TASK GOAL — Pick out all lines with the word "else" from the records that follow.

RECORDS SUPPLIED —
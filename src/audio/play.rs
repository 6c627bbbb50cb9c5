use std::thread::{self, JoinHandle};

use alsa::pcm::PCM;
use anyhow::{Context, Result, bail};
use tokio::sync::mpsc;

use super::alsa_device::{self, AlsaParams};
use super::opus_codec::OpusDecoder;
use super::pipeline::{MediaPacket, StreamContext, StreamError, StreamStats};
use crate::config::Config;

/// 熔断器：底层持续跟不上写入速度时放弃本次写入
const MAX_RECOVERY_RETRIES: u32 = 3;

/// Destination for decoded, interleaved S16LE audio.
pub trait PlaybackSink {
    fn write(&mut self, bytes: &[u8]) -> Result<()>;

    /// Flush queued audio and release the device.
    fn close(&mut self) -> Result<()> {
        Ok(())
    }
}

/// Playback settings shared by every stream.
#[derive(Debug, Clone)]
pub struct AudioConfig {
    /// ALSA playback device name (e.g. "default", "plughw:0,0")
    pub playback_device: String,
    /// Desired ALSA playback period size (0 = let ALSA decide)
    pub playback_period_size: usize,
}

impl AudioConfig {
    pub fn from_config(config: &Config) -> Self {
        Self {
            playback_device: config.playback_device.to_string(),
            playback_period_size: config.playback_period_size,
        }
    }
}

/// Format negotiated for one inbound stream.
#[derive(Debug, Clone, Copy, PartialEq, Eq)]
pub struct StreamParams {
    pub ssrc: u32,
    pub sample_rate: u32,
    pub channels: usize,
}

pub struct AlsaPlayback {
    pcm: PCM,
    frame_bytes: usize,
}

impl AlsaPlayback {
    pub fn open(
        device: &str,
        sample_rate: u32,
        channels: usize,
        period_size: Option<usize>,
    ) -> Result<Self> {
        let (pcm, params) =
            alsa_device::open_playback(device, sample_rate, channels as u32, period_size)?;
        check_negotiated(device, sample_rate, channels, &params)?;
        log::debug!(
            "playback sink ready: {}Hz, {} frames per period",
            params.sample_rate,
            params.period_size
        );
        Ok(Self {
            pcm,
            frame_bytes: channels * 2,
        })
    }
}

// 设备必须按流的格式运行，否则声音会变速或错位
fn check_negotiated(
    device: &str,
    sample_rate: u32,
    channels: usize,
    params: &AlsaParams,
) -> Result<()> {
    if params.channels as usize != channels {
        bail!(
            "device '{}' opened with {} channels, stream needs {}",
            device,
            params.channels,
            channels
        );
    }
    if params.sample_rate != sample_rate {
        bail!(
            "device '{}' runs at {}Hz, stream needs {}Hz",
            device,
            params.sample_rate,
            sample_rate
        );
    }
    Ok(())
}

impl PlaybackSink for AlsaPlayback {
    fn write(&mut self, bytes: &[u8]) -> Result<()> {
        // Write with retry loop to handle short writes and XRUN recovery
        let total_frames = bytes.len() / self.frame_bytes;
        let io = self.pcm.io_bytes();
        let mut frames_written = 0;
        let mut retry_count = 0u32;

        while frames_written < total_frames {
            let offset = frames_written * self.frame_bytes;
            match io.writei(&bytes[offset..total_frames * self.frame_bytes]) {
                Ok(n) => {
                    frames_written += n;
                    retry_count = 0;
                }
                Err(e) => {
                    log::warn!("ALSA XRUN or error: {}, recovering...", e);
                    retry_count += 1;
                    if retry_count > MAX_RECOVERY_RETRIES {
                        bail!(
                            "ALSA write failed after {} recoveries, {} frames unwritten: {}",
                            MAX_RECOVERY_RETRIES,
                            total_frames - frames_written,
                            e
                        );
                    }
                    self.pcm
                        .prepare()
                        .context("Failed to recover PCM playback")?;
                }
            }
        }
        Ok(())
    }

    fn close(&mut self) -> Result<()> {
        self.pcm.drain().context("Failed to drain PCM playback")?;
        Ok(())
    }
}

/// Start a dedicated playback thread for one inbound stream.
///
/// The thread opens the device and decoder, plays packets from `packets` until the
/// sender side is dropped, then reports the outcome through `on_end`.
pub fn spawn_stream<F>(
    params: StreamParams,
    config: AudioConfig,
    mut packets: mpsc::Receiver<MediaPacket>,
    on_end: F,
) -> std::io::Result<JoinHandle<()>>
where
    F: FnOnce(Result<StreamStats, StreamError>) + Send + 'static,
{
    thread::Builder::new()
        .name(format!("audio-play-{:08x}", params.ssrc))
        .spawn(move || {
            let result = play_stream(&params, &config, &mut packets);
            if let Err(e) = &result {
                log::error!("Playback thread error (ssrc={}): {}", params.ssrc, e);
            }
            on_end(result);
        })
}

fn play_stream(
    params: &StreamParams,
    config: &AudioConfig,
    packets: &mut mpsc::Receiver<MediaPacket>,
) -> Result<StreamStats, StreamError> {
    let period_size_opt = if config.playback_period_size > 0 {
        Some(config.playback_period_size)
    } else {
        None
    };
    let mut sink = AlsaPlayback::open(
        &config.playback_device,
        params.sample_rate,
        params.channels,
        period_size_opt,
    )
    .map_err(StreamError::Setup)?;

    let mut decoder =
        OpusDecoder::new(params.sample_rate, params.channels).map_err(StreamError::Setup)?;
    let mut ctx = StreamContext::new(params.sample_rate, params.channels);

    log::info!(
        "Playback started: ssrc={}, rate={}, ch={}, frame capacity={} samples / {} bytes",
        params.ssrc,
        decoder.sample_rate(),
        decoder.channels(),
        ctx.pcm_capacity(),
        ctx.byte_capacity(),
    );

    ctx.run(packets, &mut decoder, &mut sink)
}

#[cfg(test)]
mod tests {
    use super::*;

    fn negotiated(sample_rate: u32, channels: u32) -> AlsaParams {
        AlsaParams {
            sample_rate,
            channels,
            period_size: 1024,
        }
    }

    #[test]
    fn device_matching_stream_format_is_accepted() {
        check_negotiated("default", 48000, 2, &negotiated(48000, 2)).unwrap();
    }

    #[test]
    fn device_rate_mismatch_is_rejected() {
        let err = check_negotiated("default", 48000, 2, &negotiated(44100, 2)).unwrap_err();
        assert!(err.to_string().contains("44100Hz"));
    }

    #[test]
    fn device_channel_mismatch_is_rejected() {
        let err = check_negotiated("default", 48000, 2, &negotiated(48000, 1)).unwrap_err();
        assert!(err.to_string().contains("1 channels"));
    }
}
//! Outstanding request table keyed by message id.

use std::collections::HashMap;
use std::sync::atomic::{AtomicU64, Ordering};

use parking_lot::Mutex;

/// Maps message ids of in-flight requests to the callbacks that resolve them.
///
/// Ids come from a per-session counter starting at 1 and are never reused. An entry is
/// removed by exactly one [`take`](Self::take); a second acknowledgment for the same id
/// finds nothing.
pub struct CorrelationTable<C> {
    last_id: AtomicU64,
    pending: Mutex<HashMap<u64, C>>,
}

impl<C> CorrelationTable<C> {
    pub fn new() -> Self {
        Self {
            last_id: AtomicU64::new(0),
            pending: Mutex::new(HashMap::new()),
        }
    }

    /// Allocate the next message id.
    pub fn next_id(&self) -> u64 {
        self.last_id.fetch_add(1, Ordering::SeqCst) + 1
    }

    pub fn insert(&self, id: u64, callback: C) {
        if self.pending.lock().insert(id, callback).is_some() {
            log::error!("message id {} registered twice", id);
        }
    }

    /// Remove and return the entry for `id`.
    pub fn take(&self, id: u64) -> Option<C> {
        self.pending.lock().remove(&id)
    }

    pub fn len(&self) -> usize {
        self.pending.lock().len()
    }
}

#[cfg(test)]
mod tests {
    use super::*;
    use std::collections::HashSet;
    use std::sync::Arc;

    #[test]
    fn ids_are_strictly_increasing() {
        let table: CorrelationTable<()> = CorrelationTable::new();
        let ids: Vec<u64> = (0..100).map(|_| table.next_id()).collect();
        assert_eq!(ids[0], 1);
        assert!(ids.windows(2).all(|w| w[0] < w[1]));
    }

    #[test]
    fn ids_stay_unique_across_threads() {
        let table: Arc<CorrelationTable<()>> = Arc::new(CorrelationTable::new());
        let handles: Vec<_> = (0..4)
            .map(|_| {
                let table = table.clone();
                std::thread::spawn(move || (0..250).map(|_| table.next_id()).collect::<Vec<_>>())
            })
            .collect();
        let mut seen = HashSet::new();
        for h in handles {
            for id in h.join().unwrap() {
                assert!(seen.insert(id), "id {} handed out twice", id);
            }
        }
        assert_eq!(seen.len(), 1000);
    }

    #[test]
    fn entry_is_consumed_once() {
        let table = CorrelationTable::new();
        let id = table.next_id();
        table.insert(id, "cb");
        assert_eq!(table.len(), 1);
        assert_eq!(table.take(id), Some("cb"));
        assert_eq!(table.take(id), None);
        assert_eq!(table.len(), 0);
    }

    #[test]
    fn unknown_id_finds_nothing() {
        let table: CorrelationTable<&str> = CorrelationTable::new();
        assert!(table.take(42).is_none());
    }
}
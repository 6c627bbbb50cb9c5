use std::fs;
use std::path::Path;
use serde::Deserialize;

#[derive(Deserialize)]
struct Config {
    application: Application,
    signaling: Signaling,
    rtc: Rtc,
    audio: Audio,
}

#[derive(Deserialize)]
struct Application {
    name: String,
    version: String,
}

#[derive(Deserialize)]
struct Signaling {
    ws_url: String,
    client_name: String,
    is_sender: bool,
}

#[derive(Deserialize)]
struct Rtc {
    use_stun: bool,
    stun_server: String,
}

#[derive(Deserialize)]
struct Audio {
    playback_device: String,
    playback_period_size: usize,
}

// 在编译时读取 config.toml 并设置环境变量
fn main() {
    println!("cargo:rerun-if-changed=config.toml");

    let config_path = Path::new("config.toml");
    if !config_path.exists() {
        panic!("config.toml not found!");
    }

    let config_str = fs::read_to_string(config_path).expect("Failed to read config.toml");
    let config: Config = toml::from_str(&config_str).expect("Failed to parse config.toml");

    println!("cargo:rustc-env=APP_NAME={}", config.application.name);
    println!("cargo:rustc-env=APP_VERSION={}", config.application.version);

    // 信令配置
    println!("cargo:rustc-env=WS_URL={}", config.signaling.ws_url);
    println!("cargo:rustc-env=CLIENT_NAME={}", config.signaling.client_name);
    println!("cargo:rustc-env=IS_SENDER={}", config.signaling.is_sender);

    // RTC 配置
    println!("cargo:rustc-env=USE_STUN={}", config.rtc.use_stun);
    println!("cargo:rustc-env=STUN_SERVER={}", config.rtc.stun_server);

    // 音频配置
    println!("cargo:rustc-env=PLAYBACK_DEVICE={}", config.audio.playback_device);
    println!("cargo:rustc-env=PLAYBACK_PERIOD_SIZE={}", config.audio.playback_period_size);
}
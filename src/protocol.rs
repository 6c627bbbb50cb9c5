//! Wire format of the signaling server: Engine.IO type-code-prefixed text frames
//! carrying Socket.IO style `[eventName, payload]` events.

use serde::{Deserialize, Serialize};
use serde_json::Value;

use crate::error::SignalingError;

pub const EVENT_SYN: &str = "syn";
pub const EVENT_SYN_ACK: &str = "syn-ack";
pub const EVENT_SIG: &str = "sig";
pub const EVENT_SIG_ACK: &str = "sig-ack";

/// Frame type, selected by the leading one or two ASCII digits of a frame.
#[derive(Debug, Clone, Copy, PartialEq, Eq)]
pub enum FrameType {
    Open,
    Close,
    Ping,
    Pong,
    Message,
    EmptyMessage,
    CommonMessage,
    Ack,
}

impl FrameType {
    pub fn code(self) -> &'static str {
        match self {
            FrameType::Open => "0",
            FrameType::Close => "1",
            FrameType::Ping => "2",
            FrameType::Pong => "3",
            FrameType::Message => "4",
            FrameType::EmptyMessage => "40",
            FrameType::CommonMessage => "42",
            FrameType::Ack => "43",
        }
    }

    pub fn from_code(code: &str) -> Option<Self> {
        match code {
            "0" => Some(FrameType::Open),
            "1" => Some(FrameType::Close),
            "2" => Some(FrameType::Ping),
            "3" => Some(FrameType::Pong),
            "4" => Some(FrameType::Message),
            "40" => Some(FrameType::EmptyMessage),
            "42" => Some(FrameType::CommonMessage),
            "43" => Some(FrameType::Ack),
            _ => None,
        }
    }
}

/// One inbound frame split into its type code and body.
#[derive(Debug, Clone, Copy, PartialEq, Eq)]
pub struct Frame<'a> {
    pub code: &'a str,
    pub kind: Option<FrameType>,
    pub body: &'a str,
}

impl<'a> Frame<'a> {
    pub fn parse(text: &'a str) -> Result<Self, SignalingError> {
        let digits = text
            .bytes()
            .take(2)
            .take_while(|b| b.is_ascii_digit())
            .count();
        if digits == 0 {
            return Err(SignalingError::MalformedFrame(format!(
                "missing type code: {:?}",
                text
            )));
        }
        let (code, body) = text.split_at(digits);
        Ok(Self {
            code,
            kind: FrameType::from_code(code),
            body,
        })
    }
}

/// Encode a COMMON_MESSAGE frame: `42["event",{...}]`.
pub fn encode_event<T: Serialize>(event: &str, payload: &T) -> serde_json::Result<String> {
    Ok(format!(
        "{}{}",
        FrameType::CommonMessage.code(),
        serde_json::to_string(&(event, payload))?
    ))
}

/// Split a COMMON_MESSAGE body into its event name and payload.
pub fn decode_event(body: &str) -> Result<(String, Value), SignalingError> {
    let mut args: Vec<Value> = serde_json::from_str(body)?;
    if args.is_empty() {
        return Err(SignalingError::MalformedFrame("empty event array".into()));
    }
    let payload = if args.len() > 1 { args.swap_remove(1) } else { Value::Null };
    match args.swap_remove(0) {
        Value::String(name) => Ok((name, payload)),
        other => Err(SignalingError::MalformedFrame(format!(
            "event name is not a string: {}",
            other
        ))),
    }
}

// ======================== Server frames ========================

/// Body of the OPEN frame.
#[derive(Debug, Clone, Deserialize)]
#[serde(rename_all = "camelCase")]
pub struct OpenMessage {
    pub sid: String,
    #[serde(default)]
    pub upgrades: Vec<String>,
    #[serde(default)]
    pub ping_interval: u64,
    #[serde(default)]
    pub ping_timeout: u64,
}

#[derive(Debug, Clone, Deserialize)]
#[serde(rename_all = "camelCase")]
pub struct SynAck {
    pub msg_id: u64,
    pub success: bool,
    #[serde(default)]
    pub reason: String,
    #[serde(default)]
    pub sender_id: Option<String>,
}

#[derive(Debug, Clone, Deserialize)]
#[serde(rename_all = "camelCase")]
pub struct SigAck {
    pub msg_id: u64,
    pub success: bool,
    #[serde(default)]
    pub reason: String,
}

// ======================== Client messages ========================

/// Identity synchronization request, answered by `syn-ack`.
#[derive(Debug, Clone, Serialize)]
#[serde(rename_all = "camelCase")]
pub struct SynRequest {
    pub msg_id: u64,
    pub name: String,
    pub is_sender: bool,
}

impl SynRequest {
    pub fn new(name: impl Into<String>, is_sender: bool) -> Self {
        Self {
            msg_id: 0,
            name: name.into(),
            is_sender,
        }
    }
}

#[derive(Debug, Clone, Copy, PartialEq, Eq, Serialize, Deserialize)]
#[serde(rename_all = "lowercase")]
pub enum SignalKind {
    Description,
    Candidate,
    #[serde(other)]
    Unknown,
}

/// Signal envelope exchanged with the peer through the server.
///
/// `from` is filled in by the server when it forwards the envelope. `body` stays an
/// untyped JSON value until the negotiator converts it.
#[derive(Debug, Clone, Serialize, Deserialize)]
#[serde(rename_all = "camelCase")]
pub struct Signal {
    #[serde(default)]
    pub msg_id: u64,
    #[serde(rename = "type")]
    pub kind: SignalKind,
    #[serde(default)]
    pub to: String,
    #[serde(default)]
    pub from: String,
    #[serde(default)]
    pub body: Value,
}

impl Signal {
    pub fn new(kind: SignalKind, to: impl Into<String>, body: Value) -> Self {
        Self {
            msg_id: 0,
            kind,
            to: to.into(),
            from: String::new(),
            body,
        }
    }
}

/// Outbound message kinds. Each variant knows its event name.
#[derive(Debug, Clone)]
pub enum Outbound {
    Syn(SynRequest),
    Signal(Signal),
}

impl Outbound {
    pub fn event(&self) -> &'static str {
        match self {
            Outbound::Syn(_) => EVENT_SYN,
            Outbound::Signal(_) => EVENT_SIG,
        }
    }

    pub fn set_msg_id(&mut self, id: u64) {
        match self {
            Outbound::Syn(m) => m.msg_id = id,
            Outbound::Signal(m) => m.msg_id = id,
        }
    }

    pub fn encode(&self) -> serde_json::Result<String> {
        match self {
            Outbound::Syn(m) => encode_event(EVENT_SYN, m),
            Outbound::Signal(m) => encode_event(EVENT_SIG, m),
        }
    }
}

WRITTEN RESPONSE —
    } else {
    let payload = if args.len() > 1 { args.swap_remove(1) } else { Value::Null };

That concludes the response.